Generic storage for heterogeneous data

by Ketil Malde; October 1, 2013

There are many options and initiatives to provide infrastructure for storing data. Most of them tend to focus on a single or very few data types, or a set of data types over a common theme. This allows a lot of structure to be added, and tight integration between data and applications. The downside is that data that don’t fit this structure is left by the roadside. Sometimes, highly structured, integrated systems are extended to take new data types into account, increasing complexity and sometimes reducing functionality or usefulness. As it is often important to retain scientific data, I think there is a need for a system that is less structured, but allows storage of more generic data types.

Framework

A schematic showing the data store and independent services 

The concept is embarrassingly simple: store each data sets as a directory with the data as files, and add an XML-file called meta.xml, containing the metadata. The name of the directory must be unique, and constitutes the dataset ID. The metadata file must conform to a schema (RelaxNG, if you must know), but is mainly free text with mostly optional markup. And that’s it, really.

Use cases

So, let’s look at how this works for some use cases I think are important.

Data submission

I think perhaps the most crucial feature is ease of submission. Scientists are often required - by official policy, by publishers, or by funding agencies - to make their data publicly available, and I think most are vaguely positive to the idea. To the extent that they may make an effort of, say, five to ten minutes doing it. If it takes longer, it will get postponed, which means that it won’t happen. This is just as true if the data set contains new file types or metadata items.

Adding data is very simple: make a directory, drop some files into it, and generate the metadata. All the required bits of the metadata (e.g. file list with checksums and MIME-types) are generated automatically, and the rest is free text that may (or may not) have some markup. There are no - and I mean none - restrictions on data content, save that it must be possible to store it in a file somehow.

The incentive for the data contributor (often a scientist) is mainly that they get a receipt in the form of a unique identifier they can use to demonstrate their policy compliance.

Retrieval

The very simplest way to make data available is to point an Apache web server to the root of the data set directories. This makes it possible to browse data sets, and to download individual files. You can of course automate the download of whole data sets using standard tools like wget or curl.

Once downloaded, you can run a validation script, this will check that you have all the bits, and that they are consistent. Similarly, it is easy to set up synchronization to a remote site.

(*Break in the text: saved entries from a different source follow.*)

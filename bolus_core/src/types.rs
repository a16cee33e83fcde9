//! Core domain types for the bolus calculator.
//!
//! This module defines the fundamental types used throughout the system:
//! - Insulin history entries
//! - Dose requests and glucose trend
//! - Resolved dosing profiles
//! - Calculation results and hypoglycemia advisories

use chrono::{DateTime, Utc};
use serde::{Deserialize, Serialize};
use std::fmt;
use std::str::FromStr;
use uuid::Uuid;

// ============================================================================
// Insulin History
// ============================================================================

/// Identifier assigned to an insulin entry when it is appended to a store
pub type EntryId = Uuid;

/// Kind of insulin administered
#[derive(Clone, Copy, Debug, Serialize, Deserialize, PartialEq, Eq, Hash)]
#[serde(rename_all = "snake_case")]
pub enum InsulinType {
    Rapid,
    Basal,
}

/// Where an insulin entry came from
#[derive(Clone, Copy, Debug, Serialize, Deserialize, PartialEq, Eq, Default)]
#[serde(rename_all = "snake_case")]
pub enum EntrySource {
    /// Recorded through the confirmation flow of the calculator
    Calculator,
    /// Logged directly by the user
    #[default]
    Manual,
}

/// A recorded insulin dose
#[derive(Clone, Debug, Serialize, Deserialize, PartialEq)]
pub struct InsulinEntry {
    pub id: EntryId,
    pub timestamp: DateTime<Utc>,
    pub units: f64,
    pub insulin_type: InsulinType,
    #[serde(default)]
    pub source: EntrySource,
}

impl InsulinEntry {
    /// Create a new entry with a fresh identifier
    pub fn new(
        timestamp: DateTime<Utc>,
        units: f64,
        insulin_type: InsulinType,
        source: EntrySource,
    ) -> Self {
        Self {
            id: Uuid::new_v4(),
            timestamp,
            units,
            insulin_type,
            source,
        }
    }

    pub fn is_rapid(&self) -> bool {
        self.insulin_type == InsulinType::Rapid
    }
}

// ============================================================================
// Dose Requests
// ============================================================================

/// Direction glucose is currently moving
#[derive(Clone, Copy, Debug, Serialize, Deserialize, PartialEq, Eq, Default)]
#[serde(rename_all = "snake_case")]
pub enum GlucoseTrend {
    Rising,
    #[default]
    Stable,
    Falling,
}

/// Raw user input for one calculation
#[derive(Clone, Copy, Debug, Serialize, Deserialize, PartialEq)]
pub struct DoseRequest {
    pub glucose: f64,
    pub carbs: f64,
    #[serde(default)]
    pub trend: GlucoseTrend,
}

impl DoseRequest {
    pub fn new(glucose: f64, carbs: f64, trend: GlucoseTrend) -> Self {
        Self {
            glucose,
            carbs,
            trend,
        }
    }
}

// ============================================================================
// Profile
// ============================================================================

/// Personal dosing parameters with every field resolved
///
/// See [`crate::profile::StoredDosingProfile`] for the stored shape where
/// fields may be absent.
#[derive(Clone, Debug, Serialize, Deserialize, PartialEq)]
pub struct UserDosingProfile {
    /// Grams of carbohydrate covered by one unit
    pub icr: f64,
    /// Glucose drop per unit
    pub isf: f64,
    pub target_low: f64,
    pub target_high: f64,
    /// Personal ceiling for a single bolus
    pub max_bolus: f64,
    pub active_insulin_hours: f64,
}

impl UserDosingProfile {
    /// Midpoint of the target range, used as the correction target
    pub fn target_mid(&self) -> f64 {
        (self.target_low + self.target_high) / 2.0
    }
}

// ============================================================================
// Results
// ============================================================================

/// Breakdown of one dose calculation
///
/// Created fresh per calculation and never mutated; capping produces a new
/// value through [`DoseCalculationResult::capped_at`].
#[derive(Clone, Debug, Serialize, Deserialize, PartialEq)]
pub struct DoseCalculationResult {
    pub meal_bolus: f64,
    pub correction_bolus: f64,
    pub iob: f64,
    /// Rounded suggestion before the maximum-dose cap
    pub raw_suggested_dose: f64,
    pub final_dose: f64,
    pub is_above_max: bool,
}

impl DoseCalculationResult {
    /// Apply a maximum-dose ceiling
    pub fn capped_at(&self, max_bolus: f64) -> Self {
        if self.raw_suggested_dose > max_bolus {
            Self {
                final_dose: max_bolus,
                is_above_max: true,
                ..self.clone()
            }
        } else {
            Self {
                final_dose: self.raw_suggested_dose,
                is_above_max: false,
                ..self.clone()
            }
        }
    }
}

/// Immediate-action guidance returned instead of a dose when glucose is low
#[derive(Clone, Debug, Serialize, Deserialize, PartialEq)]
pub struct HypoAdvisory {
    pub glucose: f64,
    pub threshold: f64,
    pub fast_carbs_grams: f64,
    pub recheck_minutes: u32,
}

impl HypoAdvisory {
    pub fn message(&self) -> String {
        format!(
            "Glucose {} is below {}. Do not take insulin. Eat {} g of fast-acting carbohydrate and recheck in {} minutes.",
            self.glucose, self.threshold, self.fast_carbs_grams, self.recheck_minutes
        )
    }
}

/// Where a glucose reading sits relative to the profile and policy
#[derive(Clone, Copy, Debug, Serialize, Deserialize, PartialEq, Eq)]
#[serde(rename_all = "snake_case")]
pub enum GlucoseBand {
    Low,
    InRange,
    AboveTarget,
    High,
}

// ============================================================================
// Parsing
// ============================================================================

impl FromStr for GlucoseTrend {
    type Err = String;

    fn from_str(s: &str) -> std::result::Result<Self, Self::Err> {
        match s.trim().to_lowercase().as_str() {
            "rising" | "up" => Ok(GlucoseTrend::Rising),
            "stable" | "flat" => Ok(GlucoseTrend::Stable),
            "falling" | "down" => Ok(GlucoseTrend::Falling),
            other => Err(format!(
                "unknown trend '{}' (expected rising, stable or falling)",
                other
            )),
        }
    }
}

impl FromStr for InsulinType {
    type Err = String;

    fn from_str(s: &str) -> std::result::Result<Self, Self::Err> {
        match s.trim().to_lowercase().as_str() {
            "rapid" | "bolus" => Ok(InsulinType::Rapid),
            "basal" => Ok(InsulinType::Basal),
            other => Err(format!(
                "unknown insulin type '{}' (expected rapid or basal)",
                other
            )),
        }
    }
}

impl fmt::Display for InsulinType {
    fn fmt(&self, f: &mut fmt::Formatter<'_>) -> fmt::Result {
        match self {
            InsulinType::Rapid => write!(f, "rapid"),
            InsulinType::Basal => write!(f, "basal"),
        }
    }
}

impl fmt::Display for GlucoseTrend {
    fn fmt(&self, f: &mut fmt::Formatter<'_>) -> fmt::Result {
        match self {
            GlucoseTrend::Rising => write!(f, "rising"),
            GlucoseTrend::Stable => write!(f, "stable"),
            GlucoseTrend::Falling => write!(f, "falling"),
        }
    }
}

#[cfg(test)]
mod tests {
    use super::*;

    fn result_with_raw(raw: f64) -> DoseCalculationResult {
        DoseCalculationResult {
            meal_bolus: raw,
            correction_bolus: 0.0,
            iob: 0.0,
            raw_suggested_dose: raw,
            final_dose: raw,
            is_above_max: false,
        }
    }

    #[test]
    fn test_capped_at_limits_final_dose() {
        let capped = result_with_raw(18.0).capped_at(15.0);
        assert_eq!(capped.final_dose, 15.0);
        assert_eq!(capped.raw_suggested_dose, 18.0);
        assert!(capped.is_above_max);
    }

    #[test]
    fn test_capped_at_equal_to_max_is_not_above() {
        let capped = result_with_raw(15.0).capped_at(15.0);
        assert_eq!(capped.final_dose, 15.0);
        assert!(!capped.is_above_max);
    }

    #[test]
    fn test_target_mid() {
        let profile = UserDosingProfile {
            icr: 10.0,
            isf: 30.0,
            target_low: 70.0,
            target_high: 140.0,
            max_bolus: 15.0,
            active_insulin_hours: 4.0,
        };
        assert_eq!(profile.target_mid(), 105.0);
    }

    #[test]
    fn test_parse_trend_and_type() {
        assert_eq!("Falling".parse::<GlucoseTrend>(), Ok(GlucoseTrend::Falling));
        assert_eq!("basal".parse::<InsulinType>(), Ok(InsulinType::Basal));
        assert!("sideways".parse::<GlucoseTrend>().is_err());
    }

    #[test]
    fn test_entry_serializes_snake_case() {
        let entry = InsulinEntry::new(Utc::now(), 4.5, InsulinType::Rapid, EntrySource::Calculator);
        let json = serde_json::to_string(&entry).unwrap();
        assert!(json.contains("\"insulin_type\":\"rapid\""));
        assert!(json.contains("\"source\":\"calculator\""));
    }
}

Anything more advanced will have to be implemented as a separate service, and currently there is a service that allows extraction of individual sequences from Fasta files, for instance. You can also set up a Thredds server to extract information from NetCDF files. Typical for services, these will be specialized to data they know how to handle (which they will find by scanning the metadata), and will ignore everything else.

Searching

Like all services, search is implemented as a self-contained isolated component. For generic searching over all data sets, I am using xapian to index the metadata files. In addition to straightforward text search, semantic elements (e.g. the contents of tags) are added as keywords, so a search string of species:lepeophtheirus will find data sets concerning sea louse species.

A more specific search is searching in the data themselves. Currently, I have set up viroblast, which provides a convenient front end to BLAST, and allows users to search for molecular sequences by similarity. This is of course very data-specific, and the service crawls the metadata to identify relevant files, extract useful metadata (like species and sequence type) and incorporate them in the search service.

Automated analysis

Supporting automated analyses is a key goal. I currently have a hacked together evaluation pipeline for de novo genome assemblies, many of the intermediate results can be useful as data sets in themselves. A future enhancement to this would be to automatically build conforming data sets for e.g. sequence mappings between input sequences and the genome. Here, metadata could be generated automatically, providing the necessary provenance and relations between data sets.

Comparing to other systems

There is a plethora of initiatives to store and manage data. Let’s see what makes this system different.

An outegrated system

Many systems are integrated, they comprise a back-end database as well as a web front end, and provide analysis, data extraction services, visualization, and so on.

This system draws a clear line between data storage and services, making each service isolated from the rest of the system, and thus modular. If you are not happy with e.g. the search facilities provided, you can add your own search service, having access to the same underlying data. The important benefit from this is that technology choices are non-intrusive, and services can use technologies that are deemed most suitable independent of each other.

File based vs table based storage

Again in the name of simplicity, data is stored as plain files. This makes download and copying trivial, it is easy to verify contents with a checksum, avoids data conversion, and you don’t have to understand a schema to make use of the data. You will have to understand a file format, but chances are you already do.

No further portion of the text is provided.